TL;DR
- I read this because.. : to read llava 1.5
- task : chatting VLM
- problem : Let’s make instruction-following work for multi-modal like chatGPT
- idea : put bbox and caption in language only GPT and have it create QA
- input/output : image + Q -> A
- architecture : LLaMA 13B + CLIP + projection
- objective : ce loss
- baseline : GPT-4, BLIP-2, OpenFlamingo
- data : (feature alignment) filtered during CC3M (e2e learning) instruction data or SicenceQA created with GPT4 or chatGPT with captions and bboxes for COCO images
- evaluation : Create a question sampling from coco and ask GPT-4 to re-evaluate the answer that GPT-4 came up with when asked the question with bbox and caption.
- result : Good performance on scientific QA, good at higher-level reasoning (such as humor interpretation) that BLIP-2 / OpenFlamingo / GPT-4 are not good at
- contribution : Probably the first work to create instruct data to assist. open sourced well and widely used
- etc. :
Details
Instruction following data
- Create a caption and bbox for a COCO image
- converstaion(58K) / detailed description(23K) / complex reasoning(77K)
Ablation for this.

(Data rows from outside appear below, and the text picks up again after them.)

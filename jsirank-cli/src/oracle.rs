/// Terminal-side comparison oracles: a simulated one for demos and a human one.
use jsirank_core::{ComparisonOracle, FallibleOracle};
use rand::rngs::StdRng;
use rand::{Rng, SeedableRng};
use std::collections::HashMap;
use std::io::{self, BufRead, Write};
use std::path::Path;

use crate::bail;

/// Strength assumed for items missing from the strengths file.
pub const DEFAULT_STRENGTH: f64 = 1.0;

/// Decides by Bradley-Terry probability from known strengths, blended with a coin flip.
///
/// `noise_level` 0.0 follows the strengths exactly, 1.0 is pure chance.
pub struct SimulatedOracle {
    strengths: HashMap<String, f64>,
    noise_level: f64,
    rng: StdRng,
}

impl SimulatedOracle {
    pub fn new(strengths: HashMap<String, f64>, noise_level: f64, seed: Option<u64>) -> Self {
        let rng = match seed {
            Some(seed) => StdRng::seed_from_u64(seed),
            None => StdRng::from_rng(&mut rand::rng()),
        };
        SimulatedOracle {
            strengths,
            noise_level: noise_level.clamp(0.0, 1.0),
            rng,
        }
    }

    fn strength(&self, item: &str) -> f64 {
        self.strengths.get(item).copied().unwrap_or(DEFAULT_STRENGTH)
    }

    /// Probability that `item_a` wins, after noise.
    pub fn win_probability(&self, item_a: &str, item_b: &str) -> f64 {
        let (s_a, s_b) = (self.strength(item_a), self.strength(item_b));
        let p = s_a / (s_a + s_b);
        (1.0 - self.noise_level) * p + self.noise_level * 0.5
    }
}

impl ComparisonOracle<String> for SimulatedOracle {
    fn compare(&mut self, item_a: &String, item_b: &String) -> bool {
        let p = self.win_probability(item_a, item_b);
        self.rng.random::<f64>() < p
    }
}

/// Asks a person which of two items is better, reading `1` or `2`.
pub struct InteractiveOracle<R, W> {
    input: R,
    output: W,
    asked: usize,
}

impl<R: BufRead, W: Write> InteractiveOracle<R, W> {
    pub fn new(input: R, output: W) -> Self {
        InteractiveOracle { input, output, asked: 0 }
    }
}

impl<R: BufRead, W: Write> FallibleOracle<String> for InteractiveOracle<R, W> {
    type Error = io::Error;

    fn try_compare(&mut self, item_a: &String, item_b: &String) -> Result<bool, io::Error> {
        self.asked += 1;
        loop {
            write!(
                self.output,
                "[{}] Which is better? (1) {item_a} or (2) {item_b} [1/2]: ",
                self.asked
            )?;
            self.output.flush()?;

            let mut line = String::new();
            if self.input.read_line(&mut line)? == 0 {
                return Err(io::Error::new(io::ErrorKind::UnexpectedEof, "input closed"));
            }
            match line.trim() {
                "1" => return Ok(true),
                "2" => return Ok(false),
                _ => writeln!(self.output, "Please enter 1 or 2")?,
            }
        }
    }
}

/// Parse a strengths map from JSON (`{"a": 2.0}`) or TOML (`a = 2.0`).
pub fn parse_strengths(content: &str) -> Result<HashMap<String, f64>, String> {
    let trimmed = content.trim();
    let strengths: HashMap<String, f64> = if trimmed.starts_with('{') {
        serde_json::from_str(trimmed).map_err(|e| format!("invalid JSON strengths: {e}"))?
    } else {
        toml::from_str(trimmed).map_err(|e| format!("invalid TOML strengths: {e}"))?
    };

    if let Some((item, s)) = strengths.iter().find(|(_, s)| !(s.is_finite() && **s > 0.0)) {
        return Err(format!("strength for \"{item}\" must be a positive number, got {s}"));
    }
    Ok(strengths)
}

pub fn load_strengths(path: &Path) -> HashMap<String, f64> {
    let content = std::fs::read_to_string(path)
        .unwrap_or_else(|e| bail(format!("Failed to read strengths file {}: {e}", path.display())));
    parse_strengths(&content).unwrap_or_else(|e| bail(format!("{}: {e}", path.display())))
}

Adding detailed captions improves performance on the chatbot side. It seems to help with reasoning.
Training
input sequence
The first question can be an image first or a question first, and the order is randomized by using the
- pre-training feature alignment Filtering only 595K image text on CC3M + learning only linear projection Use the caption as is, but format it as a simple instruction following (single turn, ask to briefly describe the image) In this case, the filtering method is as follows (uniformly fit by noun frequency)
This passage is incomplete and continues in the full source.